Entro il 17 Giugno andrà versato l’acconto IMU, che corrisponderà al 50% di quanto corrisposto lo scorso anno, solo se la situazione immobiliare è rimasta invariata. In caso contrario, andranno comunicate al Comune in cui è ubicato l’immobile tutte le variazioni intervenute nel corso dell’anno precedente che influiscono sulla determinazione delle tasse, delle esenzioni o delle riduzioni dell’aliquota.

Tuttavia, sono in vista dei cambiamenti a dicembre 2019, in occasione del saldo. Infatti, l’ultima Legge di Bilancio ha cancellato lo stop agli aumenti imposto ai comuni dal 2016, questo consente nuovamente ai comuni di applicare l’aliquota massima per il calcolo di IMU e TASI, perciò se da una parte si va incontro ad un’unica tassa (la nuova IMU, che potrebbe essere l’unione dell’attuale IMU + TASI) dall’altra sarà più costosa rispetto ad ora.
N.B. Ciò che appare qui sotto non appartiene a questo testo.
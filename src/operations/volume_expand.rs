//! Volume expansion.

use super::common::{
    ReclaimMap, action_ids, brick_targets, create_bricks, destroy_bricks, ensure_unowned,
    load_entry, release_bricks, release_entities, reserve_bricks, volume_request,
};
use super::{CleanableOperation, OpFuture, Operation, OperationContext, OperationError};
use crate::db::DbError;
use crate::entities::VolumeEntry;
use crate::executor::Executor;
use crate::health::{cluster_hosts, run_on_host};
use crate::pending::{ActionDelta, ChangeType, PendingOperationEntry};
use crate::placement::{PlacementRequest, allocate_in_cluster};

/// Grows a volume by adding brick sets. The size increase is committed only
/// by finalize; a cleaned-up expansion leaves the volume's size untouched.
#[derive(Debug)]
pub struct VolumeExpandOperation {
    ctx: OperationContext,
    op: PendingOperationEntry,
    vol_id: String,
    delta_gib: u64,
    reclaimed: ReclaimMap,
}

impl VolumeExpandOperation {
    /// Prepares growth of `vol_id` by `delta_gib`.
    #[must_use]
    pub fn new(ctx: OperationContext, vol_id: impl Into<String>, delta_gib: u64) -> Self {
        Self {
            ctx,
            op: PendingOperationEntry::new(),
            vol_id: vol_id.into(),
            delta_gib,
            reclaimed: ReclaimMap::new(),
        }
    }

    pub(super) const fn from_entry(
        ctx: OperationContext,
        op: PendingOperationEntry,
        vol_id: String,
        delta_gib: u64,
    ) -> Self {
        Self {
            ctx,
            op,
            vol_id,
            delta_gib,
            reclaimed: ReclaimMap::new(),
        }
    }

    /// Recorded expansion: volume id, size delta and new bricks.
    fn recorded(&self) -> Result<Option<(String, u64, Vec<String>)>, DbError> {
        Ok(load_entry(&self.ctx, &self.op.id)?.and_then(|op| {
            let action = op.first_action(ChangeType::ExpandVolume)?;
            let delta = match action.delta {
                Some(ActionDelta::SizeGib(size)) => size,
                None => 0,
            };
            Some((action.id.clone(), delta, action_ids(&op, ChangeType::AddBrick)))
        }))
    }

    async fn expand(&self, executor: &dyn Executor) -> Result<(), OperationError> {
        let Some((vol_id, _, bricks)) = self.recorded()? else {
            return Err(OperationError::Inconsistent {
                message: format!("pending operation {} has no volume to expand", self.op.id),
            });
        };
        let (vol, targets, hosts) = self.ctx.db.view(|tx| {
            let vol = tx.load::<VolumeEntry>(&vol_id)?;
            let targets = brick_targets(tx, bricks.iter().map(String::as_str))?;
            let hosts = cluster_hosts(tx, &vol.info.cluster_id, self.ctx.health.as_ref())?;
            Ok::<_, DbError>((vol, targets, hosts))
        })?;
        create_bricks(executor, &targets).await?;
        let spec = volume_request(&vol, &targets);
        let spec_ref = &spec;
        run_on_host(&hosts, |host| {
            Box::pin(async move { executor.volume_expand(&host, spec_ref).await })
        })
        .await?;
        Ok(())
    }
}

impl Operation for VolumeExpandOperation {
    fn label(&self) -> &'static str {
        "expand volume"
    }

    fn id(&self) -> &str {
        &self.op.id
    }

    fn context(&self) -> &OperationContext {
        &self.ctx
    }

    fn build(&mut self) -> Result<(), OperationError> {
        let mut op = PendingOperationEntry::with_id(self.op.id.clone());
        let settings = &self.ctx.settings;
        let vol_id = &self.vol_id;
        let delta = self.delta_gib;
        self.ctx.db.update(|tx| {
            let mut vol = tx.load::<VolumeEntry>(vol_id)?;
            ensure_unowned(&vol)?;
            let request = PlacementRequest {
                size_gib: delta,
                durability: vol.info.durability,
                snapshot_factor: vol.info.snapshot.effective_factor(),
                volume_id: vol_id,
                limits: settings.limits,
            };
            let placement = allocate_in_cluster(tx, &vol.info.cluster_id, &request)?;
            op.record_expand_volume(&mut vol, delta)?;
            reserve_bricks(tx, &mut op, &mut vol, placement.bricks)?;
            tx.save(&vol)?;
            op.save(tx)?;
            Ok::<_, OperationError>(())
        })?;
        self.op = op;
        Ok(())
    }

    fn exec<'a>(&'a mut self, executor: &'a dyn Executor) -> OpFuture<'a> {
        Box::pin(self.expand(executor))
    }

    fn finalize(&mut self) -> Result<(), OperationError> {
        let op_id = self.op.id.clone();
        self.ctx.db.update(|tx| {
            let Some(mut op) = tx.try_load::<PendingOperationEntry>(&op_id)? else {
                return Ok(());
            };
            if let Some(action) = op.first_action(ChangeType::ExpandVolume) {
                let mut vol = tx.load::<VolumeEntry>(&action.id)?;
                if let Some(ActionDelta::SizeGib(delta)) = action.delta {
                    vol.info.size = vol.info.size.saturating_add(delta);
                    if vol.info.block {
                        vol.add_raw_capacity(delta)?;
                    }
                }
                tx.save(&vol)?;
            }
            release_entities(tx, &op)?;
            op.delete(tx)?;
            Ok::<_, OperationError>(())
        })?;
        tracing::info!(op_id = %op_id, volume = %self.vol_id, delta = self.delta_gib, "volume expanded");
        Ok(())
    }

    fn rollback<'a>(&'a mut self, executor: &'a dyn Executor) -> OpFuture<'a> {
        Box::pin(async move {
            self.clean(executor).await?;
            self.clean_done()
        })
    }

    fn as_cleanable(&mut self) -> Option<&mut dyn CleanableOperation> {
        Some(self)
    }
}

impl CleanableOperation for VolumeExpandOperation {
    fn clean<'a>(&'a mut self, executor: &'a dyn Executor) -> OpFuture<'a> {
        Box::pin(async move {
            let Some((_, _, bricks)) = self.recorded()? else {
                return Ok(());
            };
            let targets = self
                .ctx
                .db
                .view(|tx| brick_targets(tx, bricks.iter().map(String::as_str)))?;
            self.reclaimed = destroy_bricks(executor, &targets).await?;
            Ok(())
        })
    }

    fn clean_done(&mut self) -> Result<(), OperationError> {
        let op_id = self.op.id.clone();
        let reclaimed = &self.reclaimed;
        self.ctx.db.update(|tx| {
            let Some(mut op) = tx.try_load::<PendingOperationEntry>(&op_id)? else {
                return Ok(());
            };
            let bricks = action_ids(&op, ChangeType::AddBrick);
            release_bricks(tx, bricks.iter().map(String::as_str), reclaimed)?;
            for vol_id in op.ids_for(ChangeType::ExpandVolume) {
                if let Some(mut vol) = tx.try_load::<VolumeEntry>(vol_id)? {
                    for brick in &bricks {
                        vol.brick_delete(brick);
                    }
                    op.finalize(&mut vol);
                    tx.save(&vol)?;
                }
            }
            op.delete(tx)?;
            Ok::<_, OperationError>(())
        })?;
        self.reclaimed.clear();
        Ok(())
    }
}
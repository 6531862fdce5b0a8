//! Behavioural scenarios for the operation lifecycle and the cleaner.

mod lifecycle;
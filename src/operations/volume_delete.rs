//! Volume deletion.

use super::common::{
    ReclaimMap, action_ids, brick_targets, commit_entry, destroy_bricks, destroy_volume,
    ensure_unowned, load_entry, remove_volume,
};
use super::{CleanableOperation, OpFuture, Operation, OperationContext, OperationError};
use crate::db::DbError;
use crate::entities::{BrickEntry, VolumeEntry};
use crate::executor::Executor;
use crate::health::{cluster_hosts, run_on_host};
use crate::pending::{ChangeType, PendingOperationEntry};

/// Deletes a volume and its bricks, returning their device space.
#[derive(Debug)]
pub struct VolumeDeleteOperation {
    ctx: OperationContext,
    op: PendingOperationEntry,
    vol_id: String,
    reclaimed: ReclaimMap,
}

impl VolumeDeleteOperation {
    /// Prepares deletion of `vol_id`.
    #[must_use]
    pub fn new(ctx: OperationContext, vol_id: impl Into<String>) -> Self {
        Self {
            ctx,
            op: PendingOperationEntry::new(),
            vol_id: vol_id.into(),
            reclaimed: ReclaimMap::new(),
        }
    }

    pub(super) const fn from_entry(ctx: OperationContext, op: PendingOperationEntry, vol_id: String) -> Self {
        Self {
            ctx,
            op,
            vol_id,
            reclaimed: ReclaimMap::new(),
        }
    }

    /// Destroys the volume and its bricks. With `check` the volume is first
    /// asked whether it may be deleted; a volume that no longer exists skips
    /// straight to its bricks.
    async fn destroy(&self, executor: &dyn Executor, check: bool) -> Result<ReclaimMap, OperationError> {
        let Some(op) = load_entry(&self.ctx, &self.op.id)? else {
            return Ok(ReclaimMap::new());
        };
        let Some(vol_id) = op.first_action(ChangeType::DeleteVolume).map(|a| a.id.clone()) else {
            return Ok(ReclaimMap::new());
        };
        let bricks = action_ids(&op, ChangeType::DeleteBrick);
        let (vol, targets, hosts) = self.ctx.db.view(|tx| {
            let vol = tx.try_load::<VolumeEntry>(&vol_id)?;
            let targets = brick_targets(tx, bricks.iter().map(String::as_str))?;
            let hosts = match &vol {
                Some(found) => cluster_hosts(tx, &found.info.cluster_id, self.ctx.health.as_ref())?,
                None => Vec::new(),
            };
            Ok::<_, DbError>((vol, targets, hosts))
        })?;
        if let Some(found) = &vol {
            let name = found.info.name.as_str();
            let present = if check {
                let outcome = run_on_host(&hosts, |host| {
                    Box::pin(async move { executor.volume_destroy_check(&host, name).await })
                })
                .await;
                match outcome {
                    Ok(()) => true,
                    Err(err) if err.is_not_found() => {
                        tracing::debug!(volume = %name, "volume already gone");
                        false
                    }
                    Err(err) => return Err(err.into()),
                }
            } else {
                true
            };
            if present {
                destroy_volume(executor, &hosts, name).await?;
            }
        }
        Ok(destroy_bricks(executor, &targets).await?)
    }
}

impl Operation for VolumeDeleteOperation {
    fn label(&self) -> &'static str {
        "delete volume"
    }

    fn id(&self) -> &str {
        &self.op.id
    }

    fn context(&self) -> &OperationContext {
        &self.ctx
    }

    fn build(&mut self) -> Result<(), OperationError> {
        let mut op = PendingOperationEntry::with_id(self.op.id.clone());
        let vol_id = &self.vol_id;
        self.ctx.db.update(|tx| {
            let mut vol = tx.load::<VolumeEntry>(vol_id)?;
            ensure_unowned(&vol)?;
            if vol.info.block && !vol.info.block_info.block_volumes.is_empty() {
                return Err(OperationError::HostingVolumeInUse {
                    volume: vol.info.id.clone(),
                });
            }
            let mut bricks = Vec::with_capacity(vol.bricks.len());
            for brick_id in &vol.bricks {
                let brick = tx.load::<BrickEntry>(brick_id)?;
                ensure_unowned(&brick)?;
                bricks.push(brick);
            }
            op.record_delete_volume(&mut vol)?;
            for brick in &mut bricks {
                op.record_delete_brick(brick)?;
                tx.save(&*brick)?;
            }
            tx.save(&vol)?;
            op.save(tx)?;
            Ok::<_, OperationError>(())
        })?;
        self.op = op;
        Ok(())
    }

    fn exec<'a>(&'a mut self, executor: &'a dyn Executor) -> OpFuture<'a> {
        Box::pin(async move {
            self.reclaimed = self.destroy(executor, true).await?;
            Ok(())
        })
    }

    fn finalize(&mut self) -> Result<(), OperationError> {
        self.clean_done()?;
        tracing::info!(op_id = %self.op.id, volume = %self.vol_id, "volume deleted");
        Ok(())
    }

    fn rollback<'a>(&'a mut self, _executor: &'a dyn Executor) -> OpFuture<'a> {
        Box::pin(async move {
            let op_id = self.op.id.clone();
            self.ctx.db.update(|tx| commit_entry(tx, &op_id))?;
            Ok(())
        })
    }

    fn as_cleanable(&mut self) -> Option<&mut dyn CleanableOperation> {
        Some(self)
    }
}

impl CleanableOperation for VolumeDeleteOperation {
    fn clean<'a>(&'a mut self, executor: &'a dyn Executor) -> OpFuture<'a> {
        Box::pin(async move {
            self.reclaimed = self.destroy(executor, false).await?;
            Ok(())
        })
    }

    fn clean_done(&mut self) -> Result<(), OperationError> {
        let op_id = self.op.id.clone();
        let reclaimed = &self.reclaimed;
        self.ctx.db.update(|tx| {
            let Some(mut op) = tx.try_load::<PendingOperationEntry>(&op_id)? else {
                return Ok(());
            };
            for vol_id in action_ids(&op, ChangeType::DeleteVolume) {
                remove_volume(tx, &vol_id, reclaimed)?;
            }
            op.delete(tx)?;
            Ok::<_, OperationError>(())
        })?;
        self.reclaimed.clear();
        Ok(())
    }
}
//! Periodic cleaner task.

use std::time::Duration;

use tokio::sync::watch;
use tokio::task::JoinHandle;

use super::OperationCleaner;

/// Runs an [`OperationCleaner`] on a timer.
///
/// The first sweep happens after `start_delay` and only cleans: entries
/// this process created are too young to be stale. Every later tick marks
/// stale entries first and then cleans.
#[derive(Debug)]
pub struct BackgroundCleaner {
    cleaner: OperationCleaner,
    start_delay: Duration,
    interval: Duration,
}

/// Stops a started [`BackgroundCleaner`].
#[derive(Debug)]
pub struct CleanerHandle {
    stop: watch::Sender<bool>,
    task: JoinHandle<()>,
}

impl CleanerHandle {
    /// Signals the loop and waits for the current sweep to finish.
    pub async fn stop(self) {
        if self.stop.send(true).is_err() {
            tracing::debug!("background cleaner already stopped");
        }
        if let Err(err) = self.task.await {
            tracing::error!(error = %err, "background cleaner task failed");
        }
    }
}

impl BackgroundCleaner {
    /// Wraps `cleaner`.
    #[must_use]
    pub const fn new(cleaner: OperationCleaner, start_delay: Duration, interval: Duration) -> Self {
        Self {
            cleaner,
            start_delay,
            interval,
        }
    }

    /// Spawns the loop on the current tokio runtime.
    #[must_use]
    pub fn start(self) -> CleanerHandle {
        let (stop, stop_rx) = watch::channel(false);
        let task = tokio::spawn(self.run(stop_rx));
        tracing::info!("background cleaner started");
        CleanerHandle { stop, task }
    }

    async fn run(self, mut stop_rx: watch::Receiver<bool>) {
        tokio::select! {
            changed = stop_rx.changed() => {
                if changed.is_err() || *stop_rx.borrow() {
                    return;
                }
            }
            () = tokio::time::sleep(self.start_delay) => {
                self.sweep(false).await;
            }
        }
        loop {
            tokio::select! {
                changed = stop_rx.changed() => {
                    if changed.is_err() || *stop_rx.borrow() {
                        break;
                    }
                }
                () = tokio::time::sleep(self.interval) => {
                    self.sweep(true).await;
                }
            }
        }
        tracing::info!("background cleaner stopped");
    }

    async fn sweep(&self, mark: bool) {
        if mark && let Err(err) = self.cleaner.mark_stale() {
            tracing::warn!(error = %err, "unable to mark stale operations");
        }
        if let Err(err) = self.cleaner.clean().await {
            tracing::warn!(error = %err, "background clean failed");
        }
    }
}
//! Read-only questions asked of the ledger.

use std::collections::BTreeMap;

use super::{ChangeType, OperationStatus, OperationType, PendingOperationEntry};
use crate::db::{DbError, Tx};

/// Entity id mapped to the id of the ledger entry that touches it.
pub type PendingMap = BTreeMap<String, String>;

/// Maps every entity touched with one of `changes` to its ledger entry.
///
/// # Errors
///
/// Returns [`DbError`] when a ledger entry cannot be decoded.
pub fn map_pending_entities(tx: &Tx<'_>, changes: &[ChangeType]) -> Result<PendingMap, DbError> {
    let mut map = PendingMap::new();
    for entry in tx.load_all::<PendingOperationEntry>()? {
        for action in &entry.actions {
            if changes.contains(&action.change) {
                map.insert(action.id.clone(), entry.id.clone());
            }
        }
    }
    Ok(map)
}

/// Ledger entries for which `keep` returns `true`, ordered by id.
///
/// # Errors
///
/// Returns [`DbError`] when a ledger entry cannot be decoded.
pub fn filter_entries(
    tx: &Tx<'_>,
    mut keep: impl FnMut(&PendingOperationEntry) -> bool,
) -> Result<Vec<PendingOperationEntry>, DbError> {
    Ok(tx
        .load_all::<PendingOperationEntry>()?
        .into_iter()
        .filter(|entry| keep(entry))
        .collect())
}

/// Returns `true` while a live block volume create is also building a new
/// block-hosting volume.
///
/// # Errors
///
/// Returns [`DbError`] when a ledger entry cannot be decoded.
pub fn hosting_volume_create_pending(tx: &Tx<'_>) -> Result<bool, DbError> {
    let found = filter_entries(tx, |entry| {
        entry.status == OperationStatus::New
            && entry.op_type == OperationType::CreateBlockVolume
            && entry.first_action(ChangeType::AddVolume).is_some()
    })?;
    Ok(!found.is_empty())
}

/// Count of ledger entries per status, for operator summaries.
///
/// # Errors
///
/// Returns [`DbError`] when a ledger entry cannot be decoded.
pub fn count_by_status(tx: &Tx<'_>) -> Result<BTreeMap<String, usize>, DbError> {
    let mut counts = BTreeMap::new();
    for entry in tx.load_all::<PendingOperationEntry>()? {
        *counts.entry(entry.status.to_string()).or_insert(0) += 1;
    }
    Ok(counts)
}
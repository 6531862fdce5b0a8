//! BDD scenarios for the operation lifecycle.

use rstest_bdd_macros::scenario;

use super::test_helpers::{LifecycleContext, lifecycle_context};

#[scenario(
    path = "tests/features/lifecycle.feature",
    name = "Create a replicated volume"
)]
fn scenario_create_replicated_volume(lifecycle_context: LifecycleContext) {
    let _ = lifecycle_context;
}

#[scenario(
    path = "tests/features/lifecycle.feature",
    name = "Purge an abandoned volume create"
)]
fn scenario_purge_abandoned_create(lifecycle_context: LifecycleContext) {
    let _ = lifecycle_context;
}

#[scenario(
    path = "tests/features/lifecycle.feature",
    name = "Clean up an abandoned expansion"
)]
fn scenario_clean_abandoned_expansion(lifecycle_context: LifecycleContext) {
    let _ = lifecycle_context;
}

#[scenario(
    path = "tests/features/lifecycle.feature",
    name = "A saturated tracker holds back the cleaner"
)]
fn scenario_saturated_tracker(lifecycle_context: LifecycleContext) {
    let _ = lifecycle_context;
}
Attualmente sono confermate anche quest’anno le agevolazioni già in vigore, che sono:

-         L’esenzione completa per la prima casa, a meno che non si tratti di residenze di lusso;

-         La riduzione del 50% per comodati genitori-figli;

-         La riduzione del 25% per gli immobili

Ricordiamo che la mancata presentazione della dichiarazione IMU 2019 entro la scadenza, da parte dei contribuenti obbligati, prevede l’applicazione di una sanzione amministrativa. Nello specifico, la sanzione omessa dichiarazione IMU va:

-         Dal 100% al 200% del tributo dovuto, con un minimo di euro 51,00, in caso di mancata presentazione della dichiarazione. Sanzione che può essere ridotta di 1/3 se il contribuente paga la sanzione ed il tributo entro una certa scadenza;

-         Dal 50% al 100% della maggiore imposta se la dichiarazione è infedele. Anche in questo caso, la sanzione può essere ridotta a 1/3;

-         Da euro 51,00 a euro 258,00 per le violazioni relative alla mancata esibizione o trasmissione di atti e documenti.